By:Camille Minichino


Rose sighed and left me for a while, mentally. I watched her eyes roam the room without focusing. Her thin legs were crossed at the ankles, but the perfect creases in her beige wool slacks did not touch each other. Like Elaine, Rose would never dream of stepping outside her house without dressing well. The two of them joked about having nothing in their closets with elastic around the waist.

“I wish the guys were here tonight,” Rose said when she came back from her trip—down the aisle with MC, I guessed. “We are definitely due for a celebration of good news. Too bad Frank is out of town, and Matt is doped up!”

Doped. A strange word. Until Matt’s current intimacy with medicines, my first free-association matching word would have been semiconductors. Doping a semiconductor material meant adding “foreign” atoms to it, to increase the electron content, and therefore, the current flow. My mind shot off in the direction of semiconductor physics. Germanium could be doped. Also silicon. The stuff of microchips.

But the doping material would be trapped in the chip, of no use to the host. The horse in this case. What was the other word Matt had used? His tongue was … coated. He felt as though his tongue had been coated.

What if the microchips had been coated with something?

I sprang to life and off the chair. “A coating. That’s it. The EID microchips are coated. That’s what the processing step is all about. That’s why Lorna gives the chips to the doctors at practically no cost. The vets think they’re on the payroll for future animal testing. As far as they know, all they’re doing is chip implantation and receiving money slightly illegally. They’re making a big profit on the product, but that’s it. As if that weren’t enough. Or maybe the vets know about this scam. Maybe Dr. Schofield was confessing to the lesser crime to hide the bigger one. Hmm. I don’t think so.”

Rose knew better than to interrupt—it wasn’t the first time she’d been present at one of my solo brainstorming sessions. By the time I finished talking I’d gathered all the material and spread it on the coffee table between us.

“This is great, Gloria. It’s about the case, I know. Jake’s murder. I haven’t wanted to ask you about it, with Matt being sick and then the engagement.” Rose shook her head and breathed out loudly. “Too much on our plates.”

I gave Rose a briefing on what I’d learned from the horse ID charts. I pointed to the mysterious column in the appendix. “The only question I’ve had was, what’s this step?” I tapped my pen on the heading. PROCESSING. “And now I think I know.”

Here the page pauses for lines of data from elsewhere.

//! Multi-Version Concurrency Control (MVCC) implementation.
//!
//! The version manager hands out transactions, wraps inserted data in a
//! version envelope, filters reads through the visibility rules, and
//! serializes deletes of the same record through the lock table.

use std::collections::{HashMap, HashSet};
use std::sync::atomic::{AtomicBool, Ordering};
use std::sync::Arc;

use parking_lot::Mutex;

use crate::cache::BoundedRefCache;
use crate::concurrency::lock::LockTable;
use crate::concurrency::version::{self, EntryRef, EntrySource};
use crate::concurrency::visibility;
use crate::data::{DataManager, Uid};
use crate::error::{Error, Result};
use crate::transaction::{TransactionId, TransactionManager};

/// Isolation levels supported by the MVCC system.
#[derive(Debug, Clone, Copy, PartialEq, Eq, Default)]
pub enum IsolationLevel {
    /// Each read sees the latest committed version.
    #[default]
    ReadCommitted,
    /// Every read sees the snapshot taken when the transaction began.
    RepeatableRead,
}

impl IsolationLevel {
    /// Whether this isolation level uses a consistent snapshot.
    pub fn uses_snapshot(&self) -> bool {
        matches!(self, IsolationLevel::RepeatableRead)
    }
}

/// Why the engine aborted a transaction on its own.
#[derive(Debug, Clone, Copy, PartialEq, Eq)]
enum Fault {
    Deadlock,
    ConcurrentUpdate,
}

/// Information about an active transaction.
#[derive(Debug)]
pub struct Transaction {
    xid: TransactionId,
    level: IsolationLevel,
    /// Transactions active when this one began; empty under read committed.
    snapshot: HashSet<TransactionId>,
    fault: Mutex<Option<Fault>>,
    auto_aborted: AtomicBool,
}

impl Transaction {
    pub fn new(xid: TransactionId, level: IsolationLevel, snapshot: HashSet<TransactionId>) -> Self {
        Self {
            xid,
            level,
            snapshot,
            fault: Mutex::new(None),
            auto_aborted: AtomicBool::new(false),
        }
    }

    pub fn xid(&self) -> TransactionId {
        self.xid
    }

    pub fn level(&self) -> IsolationLevel {
        self.level
    }

    /// The super transaction is never part of a snapshot.
    pub fn in_snapshot(&self, xid: TransactionId) -> bool {
        !xid.is_super() && self.snapshot.contains(&xid)
    }

    pub fn is_auto_aborted(&self) -> bool {
        self.auto_aborted.load(Ordering::SeqCst)
    }

    /// Fails with the error that made the engine abort this transaction.
    fn check(&self) -> Result<()> {
        match *self.fault.lock() {
            None => Ok(()),
            Some(Fault::Deadlock) => Err(Error::Deadlock(self.xid)),
            Some(Fault::ConcurrentUpdate) => Err(Error::ConcurrentUpdate(self.xid)),
        }
    }
}

pub struct VersionManager {
    tm: Arc<TransactionManager>,
    dm: Arc<DataManager>,
    entries: Arc<BoundedRefCache<EntrySource>>,
    active: Mutex<HashMap<TransactionId, Arc<Transaction>>>,
    lock_table: LockTable,
}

“Wow.” Rose paused. “What?”

I laughed at her straight-woman caricature. “Coating. They—who, I’m not sure. Lorna and Alex and maybe both of their teams. But they must be sneaking in some drug, putting it onto the chips that are used for identification. It’s like putting a rider on government legislation. Everyone’s focused on the main text, but you’ve added a little clause at the bottom that has nothing to do with it, but that is your real purpose all along.”

“Like the city council did last year, adding a nice little bonus for themselves to the school lunch bill.” I nodded. That would do. “Why would they do that?” Rose asked.

“To get around FDA regulations and the interminably long time it takes to get a drug to market. And that would be why Nina Martin had an FDA business card in her pocket. She must have caught on to the scheme while she was investigating Lucian Five’s death.”

“Whose death?”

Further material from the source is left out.